Collection entries:
━━━━━━━━━━━━━━━━━━━━━━━━━━━━━━

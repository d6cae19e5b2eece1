//! 统一错误处理
//!
//! 提供应用级错误类型和响应结构：
//! - [`AppError`] - 应用错误枚举
//! - [`AppResponse`] - API 响应结构
//!
//! # 错误码规范
//!
//! | 前缀 | 分类 | 示例 |
//! |------|------|------|
//! | E3xxx | 认证令牌错误 | E3001 未登录 |
//! | E2xxx | 权限错误 | E2001 无权限 |
//! | E0xxx | 业务错误 | E0004 资源冲突 |
//! | E9xxx | 系统错误 | E9002 数据库错误 |

use axum::{
    Json,
    extract::multipart::MultipartError,
    http::StatusCode,
    response::{IntoResponse, Response},
};
use serde::Serialize;
use tracing::error;

use crate::db::repository::RepoError;

/// API 统一响应结构
///
/// ```json
/// {
///   "code": "E0000",
///   "message": "Success",
///   "data": { ... }
/// }
/// ```
#[derive(Debug, Serialize)]
pub struct AppResponse<T> {
    /// 错误码 (E0000 表示成功)
    pub code: String,
    /// 消息
    pub message: String,
    /// 响应数据
    #[serde(skip_serializing_if = "Option::is_none")]
    pub data: Option<T>,
}

/// 应用错误枚举
#[derive(Debug, thiserror::Error)]
pub enum AppError {
    // ========== 认证错误 (4xx) ==========
    #[error("Authentication required")]
    /// 未登录 (401)
    Unauthorized,

    #[error("Token expired")]
    /// 令牌过期 (401)
    TokenExpired,

    #[error("Invalid token")]
    /// 无效令牌 (401)
    InvalidToken,

    #[error("Permission denied: {0}")]
    /// 无权限 (403)
    Forbidden(String),

    // ========== 业务逻辑错误 (4xx) ==========
    #[error("Resource not found: {0}")]
    /// 资源不存在 (404)
    NotFound(String),

    #[error("Resource already exists: {0}")]
    /// 资源冲突 (409)
    Conflict(String),

    #[error("Validation failed: {0}")]
    /// 验证失败 (400)
    Validation(String),

    #[error("Business rule violation: {0}")]
    /// 业务规则违反 (400)
    BusinessRule(String),

    // ========== 系统错误 (5xx) ==========
    #[error("Database error: {0}")]
    /// 数据库错误 (500)
    Database(String),

    #[error("Internal server error: {0}")]
    /// 内部错误 (500)
    Internal(String),

    #[error("Invalid request: {0}")]
    /// 无效请求 (400)
    Invalid(String),
}

impl IntoResponse for AppError {
    fn into_response(self) -> Response {
        let (status, code, message) = match &self {
            // Authentication errors (401)
            AppError::Unauthorized => (StatusCode::UNAUTHORIZED, "E3001", "Please login first"),
            AppError::TokenExpired => (StatusCode::UNAUTHORIZED, "E3003", "Token expired"),
            AppError::InvalidToken => (StatusCode::UNAUTHORIZED, "E3002", "Invalid token"),

            // Authorization errors (403)
            AppError::Forbidden(msg) => (StatusCode::FORBIDDEN, "E2001", msg.as_str()),

            // Not found (404)
            AppError::NotFound(msg) => (StatusCode::NOT_FOUND, "E0003", msg.as_str()),

            // Conflict (409)
            AppError::Conflict(msg) => (StatusCode::CONFLICT, "E0004", msg.as_str()),

            // Validation (400)
            AppError::Validation(msg) => (StatusCode::BAD_REQUEST, "E0002", msg.as_str()),

            // Business rule (400)
            AppError::BusinessRule(msg) => (StatusCode::BAD_REQUEST, "E0005", msg.as_str()),

            // Database errors (500)
            AppError::Database(msg) => {
                error!(target: "database", error = %msg, "Database error occurred");
                (StatusCode::INTERNAL_SERVER_ERROR, "E9002", "Database error")
            }

            // Internal errors (500)
            AppError::Internal(msg) => {
                error!(target: "internal", error = %msg, "Internal error occurred");
                (
                    StatusCode::INTERNAL_SERVER_ERROR,
                    "E9001",
                    "Internal server error",
                )
            }

            // Invalid request (400)
            AppError::Invalid(msg) => (StatusCode::BAD_REQUEST, "E0006", msg.as_str()),
        };

        let body = Json(AppResponse::<()> {
            code: code.to_string(),
            message: message.to_string(),
            data: None,
        });

        (status, body).into_response()
    }
}

impl From<MultipartError> for AppError {
    fn from(e: MultipartError) -> Self {
        AppError::Validation(format!("Multipart error: {}", e))
    }
}

impl From<RepoError> for AppError {
    fn from(e: RepoError) -> Self {
        match e {
            RepoError::NotFound(msg) => AppError::NotFound(msg),
            RepoError::Duplicate(msg) => AppError::Conflict(msg),
            RepoError::Validation(msg) => AppError::Validation(msg),
            RepoError::Database(msg) => AppError::Database(msg),
        }
    }
}

// ========== Helper Constructors ==========

impl AppError {
    /// Create an invalid credentials error with unified message
    /// Used to prevent email enumeration during login
    pub fn invalid_credentials() -> Self {
        Self::Invalid("Invalid email or password".to_string())
    }

    pub fn unauthorized() -> Self {
        Self::Unauthorized
    }

    pub fn token_expired() -> Self {
        Self::TokenExpired
    }

    pub fn invalid_token(msg: impl Into<String>) -> Self {
        let msg = msg.into();
        tracing::debug!(target: "auth", %msg, "Invalid token");
        Self::InvalidToken
    }

    pub fn forbidden(msg: impl Into<String>) -> Self {
        Self::Forbidden(msg.into())
    }

    pub fn not_found(msg: impl Into<String>) -> Self {
        Self::NotFound(msg.into())
    }

    pub fn conflict(msg: impl Into<String>) -> Self {
        Self::Conflict(msg.into())
    }

    pub fn validation(msg: impl Into<String>) -> Self {
        Self::Validation(msg.into())
    }

    pub fn business_rule(msg: impl Into<String>) -> Self {
        Self::BusinessRule(msg.into())
    }

    pub fn database(msg: impl Into<String>) -> Self {
        Self::Database(msg.into())
    }

    pub fn internal(msg: impl Into<String>) -> Self {
        Self::Internal(msg.into())
    }

    pub fn invalid(msg: impl Into<String>) -> Self {
        Self::Invalid(msg.into())
    }
}

// ========== Helper functions ==========

/// Create a successful response
pub fn ok<T: Serialize>(data: T) -> Json<AppResponse<T>> {
    Json(AppResponse {
        code: "E0000".to_string(),
        message: "Success".to_string(),
        data: Some(data),
    })
}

━━━━━━━━━━━━━━━━━━━━━━━━━━━━━━

Which lines in the data above hold the string "login"? Show each one.

Result of the task:
            AppError::Unauthorized => (StatusCode::UNAUTHORIZED, "E3001", "Please login first"),
    /// Used to prevent email enumeration during login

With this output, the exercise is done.